**Task goal**.
All lines in the material with the string "primaryInsurancePolicyNumber" should be listed.

------

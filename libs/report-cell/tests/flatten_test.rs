use serde_json::json;

use report_cell::models::{InsurancePolicy, InsuranceProfile, NA};
use report_cell::services::flatten::{
    compose_name, flatten_appointment, flatten_scheduled_event, format_date, format_datetime,
    summarize_transcripts,
};

#[test]
fn test_flatten_is_total_on_empty_input() {
    let row = flatten_appointment(&json!({}), None, None, None);

    for field in [
        &row.appointment_id,
        &row.patient_id,
        &row.patient_guid,
        &row.patient_name,
        &row.dob,
        &row.phone,
        &row.provider,
        &row.appointment_type,
        &row.appointment_mode,
        &row.start_time,
        &row.end_time,
        &row.status,
        &row.primary_insurance,
        &row.primary_policy_number,
        &row.secondary_insurance,
        &row.secondary_policy_number,
        &row.transcripts,
    ] {
        assert_eq!(field, NA);
    }
}

#[test]
fn test_flatten_is_pure() {
    let appointment = json!({
        "pmAppointmentId": 101,
        "patientFirstName": "Jane",
        "patientLastName": "Doe",
        "appointmentStart": "2025-08-01T04:00:00.000Z"
    });

    let first = flatten_appointment(&appointment, Some(42), Some("Office"), None);
    let second = flatten_appointment(&appointment, Some(42), Some("Office"), None);
    assert_eq!(first, second);
}

#[test]
fn test_iso_timestamp_flattens_to_date_and_datetime() {
    assert_eq!(format_date("2025-08-01T04:00:00.000Z").as_deref(), Some("2025-08-01"));
    assert_eq!(
        format_datetime("2025-08-01T04:00:00.000Z").as_deref(),
        Some("2025-08-01 04:00:00")
    );
    assert_eq!(format_date("1990-05-10").as_deref(), Some("1990-05-10"));
    assert_eq!(format_date("2025-08-01T04:00:00").as_deref(), Some("2025-08-01"));
}

#[test]
fn test_unparseable_dates_become_na() {
    assert_eq!(format_date("not a date"), None);
    assert_eq!(format_date(""), None);

    let row = flatten_appointment(&json!({"patientDoB": "soonish"}), None, None, None);
    assert_eq!(row.dob, NA);
}

#[test]
fn test_name_composition_and_fallback() {
    assert_eq!(
        compose_name(Some("Jane"), None, Some("Doe")).as_deref(),
        Some("Jane Doe")
    );
    assert_eq!(
        compose_name(Some(" Jane "), Some("Q"), Some("Doe")).as_deref(),
        Some("Jane Q Doe")
    );
    assert_eq!(compose_name(Some(""), None, Some("")), None);

    let row = flatten_appointment(
        &json!({"patientFirstName": "", "patientFullName": "Jane Doe"}),
        None,
        None,
        None,
    );
    assert_eq!(row.patient_name, "Jane Doe");
}

#[test]
fn test_insurance_profile_overrides_coarse_names() {
    let appointment = json!({
        "primaryInsurancePlanName": "Coarse Health",
        "primaryInsurancePolicyNumber": "C-1",
        "secondaryInsurancePlanName": "Coarse Dental"
    });
    let profile = InsuranceProfile {
        primary: Some(InsurancePolicy {
            plan_name: Some("Acme PPO".to_string()),
            policy_number: None,
        }),
        secondary: None,
    };

    let row = flatten_appointment(&appointment, Some(42), None, Some(&profile));
    assert_eq!(row.primary_insurance, "Acme PPO");
    // No policy number in the profile: the coarse one stands.
    assert_eq!(row.primary_policy_number, "C-1");
    // No secondary policy in the profile: the coarse name stands.
    assert_eq!(row.secondary_insurance, "Coarse Dental");
    assert_eq!(row.secondary_policy_number, NA);
}

#[test]
fn test_coarse_names_retained_without_profile() {
    let appointment = json!({
        "primaryInsurancePlanName": "Coarse Health",
        "primaryInsurancePolicyNumber": "C-1"
    });

    let row = flatten_appointment(&appointment, None, None, None);
    assert_eq!(row.patient_id, NA);
    assert_eq!(row.primary_insurance, "Coarse Health");
    assert_eq!(row.primary_policy_number, "C-1");
}

#[test]
fn test_phone_prefers_mobile_then_home() {
    let row = flatten_appointment(
        &json!({"patientHomePhone": "555-0100"}),
        None,
        None,
        None,
    );
    assert_eq!(row.phone, "555-0100");

    let row = flatten_appointment(
        &json!({"patientMobilePhone": "555-0199", "patientHomePhone": "555-0100"}),
        None,
        None,
        None,
    );
    assert_eq!(row.phone, "555-0199");
}

#[test]
fn test_scheduled_event_projection() {
    let event = json!({
        "patientPracticeGuid": "pf-guid-1",
        "patientName": "Jane Doe",
        "providerName": "Dr. Crusher",
        "patientDateOfBirthDateTime": "1990-05-10T00:00:00.000Z",
        "patientMobilePhone": "555-0199",
        "appointmentTypeName": "Follow Up",
        "startAtDateTimeFlt": "08/01/2025 9:00 AM",
        "status": "Confirmed"
    });
    let profile = InsuranceProfile {
        primary: Some(InsurancePolicy {
            plan_name: Some("Acme PPO".to_string()),
            policy_number: Some("P-1".to_string()),
        }),
        secondary: None,
    };

    let row = flatten_scheduled_event(
        &event,
        Some(&profile),
        Some("2025-07-01 - Office Visit"),
        None,
    );

    assert_eq!(row.patient_guid, "pf-guid-1");
    assert_eq!(row.patient_name, "Jane Doe");
    assert_eq!(row.dob, "1990-05-10");
    // Vendor pre-formats this one; it passes through untouched.
    assert_eq!(row.start_time, "08/01/2025 9:00 AM");
    assert_eq!(row.primary_insurance, "Acme PPO");
    assert_eq!(row.primary_policy_number, "P-1");
    assert_eq!(row.transcripts, "2025-07-01 - Office Visit");
    assert_eq!(row.patient_id, NA);
    assert_eq!(row.appointment_mode, NA);
}

#[test]
fn test_phone_backfill_used_when_event_has_none() {
    let row = flatten_scheduled_event(&json!({}), None, None, Some("555-0123"));
    assert_eq!(row.phone, "555-0123");

    let row = flatten_scheduled_event(
        &json!({"patientMobilePhone": "555-0199"}),
        None,
        None,
        Some("555-0123"),
    );
    assert_eq!(row.phone, "555-0199");
}

#[test]
fn test_transcript_summaries_join_with_semicolons() {
    let transcripts = vec![
        json!({"dateOfServiceLocal": "2025-07-01", "encounterTypeEncounterEventTypeName": "Office Visit"}),
        json!({"dateOfServiceLocal": "2025-07-15"}),
    ];

    assert_eq!(
        summarize_transcripts(&transcripts).as_deref(),
        Some("2025-07-01 - Office Visit; 2025-07-15 - N/A")
    );
    assert_eq!(summarize_transcripts(&[]), None);
}
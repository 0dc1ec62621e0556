use std::path::Path;

use chrono::Local;
use csv::Writer;
use tracing::info;

use crate::error::ExportError;
use crate::models::FlatRow;

/// `<prefix>_<YYYYmmdd_HHMMSS>.csv`
pub fn timestamped_filename(prefix: &str) -> String {
    format!("{}_{}.csv", prefix, Local::now().format("%Y%m%d_%H%M%S"))
}

pub fn write_csv(rows: &[FlatRow], path: &Path) -> Result<(), ExportError> {
    let mut writer = Writer::from_path(path)?;
    for row in rows {
        writer.serialize(row)?;
    }
    writer.flush()?;
    info!("Wrote {} rows to {}", rows.len(), path.display());
    Ok(())
}
pub mod store;

pub use store::SessionStoreClient;
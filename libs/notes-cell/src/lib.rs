pub mod services;

pub use services::drafter::{NoteDrafterService, GENERATED_NOTE_COLUMN};
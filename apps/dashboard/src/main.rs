use std::path::PathBuf;

use anyhow::{bail, Result};
use chrono::NaiveDate;
use clap::{Parser, Subcommand};
use dotenv::dotenv;
use tracing::{info, warn};
use tracing_subscriber::{layer::SubscriberExt, util::SubscriberInitExt};

use notes_cell::{NoteDrafterService, GENERATED_NOTE_COLUMN};
use report_cell::services::export::{timestamped_filename, write_csv};
use report_cell::services::{AppointmentDashboardService, PatientDashboardService};
use session_cell::models::Source;
use session_cell::services::SessionStoreClient;
use shared_config::EhrConfig;

#[derive(Parser)]
#[command(name = "ehr-dashboard", about = "Internal EHR dashboards and note generation")]
struct Cli {
    #[command(subcommand)]
    command: Command,
}

#[derive(Subcommand)]
enum Command {
    /// Practice Fusion patient dashboard: schedule report with insurance
    /// and transcript details, exported as CSV
    Practicefusion {
        #[arg(long)]
        start_date: NaiveDate,
        #[arg(long)]
        end_date: NaiveDate,
        /// Output CSV path (defaults to a timestamped filename)
        #[arg(long)]
        output: Option<PathBuf>,
    },
    /// Tebra appointment dashboard: worklist with reconciled patient IDs
    /// and billing-profile insurance, exported as CSV
    Tebra {
        #[arg(long)]
        start_date: NaiveDate,
        #[arg(long)]
        end_date: NaiveDate,
        #[arg(long)]
        output: Option<PathBuf>,
    },
    /// Draft one EHR note per row of a previously exported CSV
    Notes {
        /// Input CSV with patient insurance and visit data
        #[arg(long)]
        input: PathBuf,
        /// Process only the first N rows
        #[arg(long)]
        limit: Option<usize>,
        #[arg(long)]
        output: Option<PathBuf>,
    },
}

#[tokio::main]
async fn main() -> Result<()> {
    dotenv().ok();

    tracing_subscriber::registry()
        .with(tracing_subscriber::EnvFilter::new(
            std::env::var("RUST_LOG").unwrap_or_else(|_| "info".into()),
        ))
        .with(tracing_subscriber::fmt::layer())
        .init();

    let cli = Cli::parse();
    let config = EhrConfig::from_env();

    match cli.command {
        Command::Practicefusion {
            start_date,
            end_date,
            output,
        } => run_dashboard(&config, Source::Practicefusion, start_date, end_date, output).await,
        Command::Tebra {
            start_date,
            end_date,
            output,
        } => run_dashboard(&config, Source::Tebra, start_date, end_date, output).await,
        Command::Notes {
            input,
            limit,
            output,
        } => run_notes(&config, &input, limit, output).await,
    }
}

async fn run_dashboard(
    config: &EhrConfig,
    source: Source,
    start_date: NaiveDate,
    end_date: NaiveDate,
    output: Option<PathBuf>,
) -> Result<()> {
    let sessions = SessionStoreClient::new(config);
    let Some(session) = sessions.get_latest_session(source).await? else {
        bail!("No valid session found for {}; log in upstream and try again", source);
    };
    info!("Got session from store (expires {})", session.expires_at);

    let rows = match source {
        Source::Practicefusion => {
            PatientDashboardService::new(config, &session)?
                .run(start_date, end_date)
                .await?
        }
        Source::Tebra => {
            AppointmentDashboardService::new(config, &session)?
                .run(start_date, end_date)
                .await?
        }
    };

    if rows.is_empty() {
        warn!(
            "No appointments found for {} between {} and {}",
            source, start_date, end_date
        );
        return Ok(());
    }

    let path = output.unwrap_or_else(|| {
        PathBuf::from(timestamped_filename(&format!("{}_appointments", source)))
    });
    write_csv(&rows, &path)?;
    info!("Exported {} rows to {}", rows.len(), path.display());

    Ok(())
}

async fn run_notes(
    config: &EhrConfig,
    input: &PathBuf,
    limit: Option<usize>,
    output: Option<PathBuf>,
) -> Result<()> {
    let drafter = NoteDrafterService::new(config)?;

    let mut reader = csv::Reader::from_path(input)?;
    let headers: Vec<String> = reader.headers()?.iter().map(str::to_owned).collect();
    let records: Vec<csv::StringRecord> = reader.records().collect::<Result<_, _>>()?;

    let total = limit.unwrap_or(records.len()).min(records.len());
    info!("Loaded {} rows, processing {}", records.len(), total);

    let path = output.unwrap_or_else(|| PathBuf::from(timestamped_filename("ehr_notes_generated")));
    let mut writer = csv::Writer::from_path(&path)?;
    let mut out_headers = headers.clone();
    out_headers.push(GENERATED_NOTE_COLUMN.to_string());
    writer.write_record(&out_headers)?;

    for (index, record) in records.iter().take(total).enumerate() {
        info!("Processing row {} of {}", index + 1, total);

        let fields: Vec<(String, String)> = headers
            .iter()
            .cloned()
            .zip(record.iter().map(str::to_owned))
            .collect();

        // Per-row isolation: a failed draft lands in the output column as
        // an inline error string and the batch keeps going.
        let note = drafter.draft_note(&fields).await;

        let mut out: Vec<String> = record.iter().map(str::to_owned).collect();
        out.push(note);
        writer.write_record(&out)?;
    }

    writer.flush()?;
    info!("Wrote {} notes to {}", total, path.display());

    Ok(())
}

------

**Output**.
        "primaryInsurancePolicyNumber": "C-1",
        "primaryInsurancePolicyNumber": "C-1"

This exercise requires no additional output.